▶ **DATA SECTION**:
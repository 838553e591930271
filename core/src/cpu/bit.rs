use crate::cpu::Z80;
use crate::mem::Memory;

impl Z80 {
    /// Perform a rotate/shift operation on a value.
    /// op: 0=RLC, 1=RRC, 2=RL, 3=RR, 4=SLA, 5=SRA, 7=SRL (6 is unassigned).
    /// Returns (result, shifted-out bit).
    fn do_rotate_shift(&self, op: u8, val: u8) -> (u8, bool) {
        match op {
            0 => {
                // RLC: rotate left circular
                let c = (val >> 7) & 1;
                ((val << 1) | c, c != 0)
            }
            1 => {
                // RRC: rotate right circular
                let c = val & 1;
                ((val >> 1) | (c << 7), c != 0)
            }
            2 => {
                // RL: rotate left through carry
                let old_c = self.flags.c as u8;
                ((val << 1) | old_c, (val >> 7) != 0)
            }
            3 => {
                // RR: rotate right through carry
                let old_c = (self.flags.c as u8) << 7;
                ((val >> 1) | old_c, (val & 1) != 0)
            }
            4 => {
                // SLA: shift left arithmetic
                (val << 1, (val >> 7) != 0)
            }
            5 => {
                // SRA: shift right arithmetic (preserves sign)
                (((val as i8) >> 1) as u8, (val & 1) != 0)
            }
            7 => {
                // SRL: shift right logical
                (val >> 1, (val & 1) != 0)
            }
            _ => unreachable!("rotate/shift selector {}", op),
        }
    }

    /// CB rotate/shift on a register or (HL).
    /// C receives the shifted-out bit, Z tracks the result.
    pub(crate) fn op_cb_rotate_shift(&mut self, op: u8, reg: u8, mem: &mut Memory) {
        let val = if reg == 6 {
            mem[self.get_hl() as usize]
        } else {
            self.get_reg8(reg)
        };
        let (result, carry) = self.do_rotate_shift(op, val);
        self.flags.c = carry;
        self.flags.z = result == 0;
        if reg == 6 {
            mem[self.get_hl() as usize] = result;
        } else {
            self.set_reg8(reg, result);
        }
    }

    /// BIT b,r — Z set when the tested bit is clear; C untouched; nothing
    /// is written back.
    pub(crate) fn op_cb_bit(&mut self, bit: u8, reg: u8, mem: &Memory) {
        let val = if reg == 6 {
            mem[self.get_hl() as usize]
        } else {
            self.get_reg8(reg)
        };
        self.flags.z = (val >> bit) & 1 == 0;
    }

    /// RES/SET b,r — group 2 clears, group 3 sets; no flag changes.
    pub(crate) fn op_cb_res_set(&mut self, group: u8, bit: u8, reg: u8, mem: &mut Memory) {
        let val = if reg == 6 {
            mem[self.get_hl() as usize]
        } else {
            self.get_reg8(reg)
        };
        let result = if group == 2 {
            val & !(1 << bit)
        } else {
            val | (1 << bit)
        };
        if reg == 6 {
            mem[self.get_hl() as usize] = result;
        } else {
            self.set_reg8(reg, result);
        }
    }

    // --- Accumulator rotates ---
    // The one-byte forms touch only C; Z is left alone.

    pub(crate) fn op_rlca(&mut self) {
        let (result, carry) = self.do_rotate_shift(0, self.a);
        self.a = result;
        self.flags.c = carry;
    }

    pub(crate) fn op_rrca(&mut self) {
        let (result, carry) = self.do_rotate_shift(1, self.a);
        self.a = result;
        self.flags.c = carry;
    }

    pub(crate) fn op_rla(&mut self) {
        let (result, carry) = self.do_rotate_shift(2, self.a);
        self.a = result;
        self.flags.c = carry;
    }

    pub(crate) fn op_rra(&mut self) {
        let (result, carry) = self.do_rotate_shift(3, self.a);
        self.a = result;
        self.flags.c = carry;
    }
}
//! CLI embedder: assemble a source file, load it, run it, report.
//!
//! This binary owns the 64 KiB memory and the port map; the core borrows
//! them per call. No ports or addresses carry device semantics here.

use std::fs;
use std::path::PathBuf;

use anyhow::{Context, bail};
use clap::Parser;
use colored::Colorize;
use zed81_asm::{Assembly, assemble, load_opcodes_into_memory};
use zed81_core::cpu::Z80;
use zed81_core::mem::{IO_PORTS, MEMORY_SIZE};

/// Assemble a Z80 source file and run it.
#[derive(Parser)]
#[command(name = "zed81", version, about)]
struct Args {
    /// Assembly source file.
    source: PathBuf,

    /// Maximum number of instructions to execute.
    #[arg(long, default_value_t = 1_000_000)]
    steps: u32,

    /// Print an assembly listing (address, bytes, source).
    #[arg(long)]
    listing: bool,

    /// Assemble and load only; skip execution.
    #[arg(long)]
    no_run: bool,

    /// Dump this many bytes of memory from the load address afterwards.
    #[arg(long, default_value_t = 0)]
    dump: u16,
}

fn main() -> anyhow::Result<()> {
    let args = Args::parse();
    let source = fs::read_to_string(&args.source)
        .with_context(|| format!("reading {}", args.source.display()))?;

    let assembly = assemble(&source);
    if !assembly.success {
        for error in &assembly.errors {
            eprintln!("{} {}", "error:".red().bold(), error);
        }
        bail!("{} error(s), nothing assembled", assembly.errors.len());
    }

    if args.listing {
        print_listing(&source, &assembly);
    }

    let mut memory = Box::new([0u8; MEMORY_SIZE]);
    let mut io = [0u8; IO_PORTS];
    load_opcodes_into_memory(&mut memory, &assembly.details);

    if args.no_run {
        println!(
            "{} byte(s) loaded at 0x{:04X}",
            assembly
                .details
                .iter()
                .map(|d| d.opcodes.len())
                .sum::<usize>(),
            assembly.load_address
        );
        return Ok(());
    }

    let mut cpu = Z80::new();
    cpu.set(assembly.load_address, None);
    let outcome = cpu.execute_steps(&mut memory, &mut io, args.steps, None);

    if let Some(error) = &outcome.error {
        eprintln!("{} {}", "error:".red().bold(), error);
    }
    let status = if outcome.halted {
        "halted"
    } else if outcome.error.is_some() {
        "stopped"
    } else {
        "step budget exhausted"
    };
    println!("{} instruction(s), {}", outcome.instructions_executed, status);
    println!("{}", outcome.registers);

    if args.dump > 0 {
        hexdump(&memory[..], assembly.load_address, args.dump);
    }
    Ok(())
}

fn print_listing(source: &str, assembly: &Assembly) {
    let lines: Vec<&str> = source.lines().collect();
    for detail in &assembly.details {
        let addr = detail
            .start_address
            .map_or_else(|| "    ".to_string(), |a| format!("{a:04X}"));
        let bytes: String = detail
            .opcodes
            .iter()
            .map(|b| format!("{b:02X} "))
            .collect();
        let text = lines
            .get(detail.source_line as usize - 1)
            .copied()
            .unwrap_or("");
        println!("{addr}  {bytes:<12} {text}");
    }
}

fn hexdump(memory: &[u8], start: u16, len: u16) {
    let mut addr = start;
    let mut remaining = len;
    while remaining > 0 {
        let row = remaining.min(16);
        print!("{addr:04X} ");
        for offset in 0..row {
            print!(" {:02X}", memory[addr.wrapping_add(offset) as usize]);
        }
        println!();
        addr = addr.wrapping_add(row);
        remaining -= row;
    }
}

▶ **DIRECTIONS**: What is needed is a copy of every line above in which "PathBuf" appears.

▶ **FINISHED TASK**:
use std::path::PathBuf;
    source: PathBuf,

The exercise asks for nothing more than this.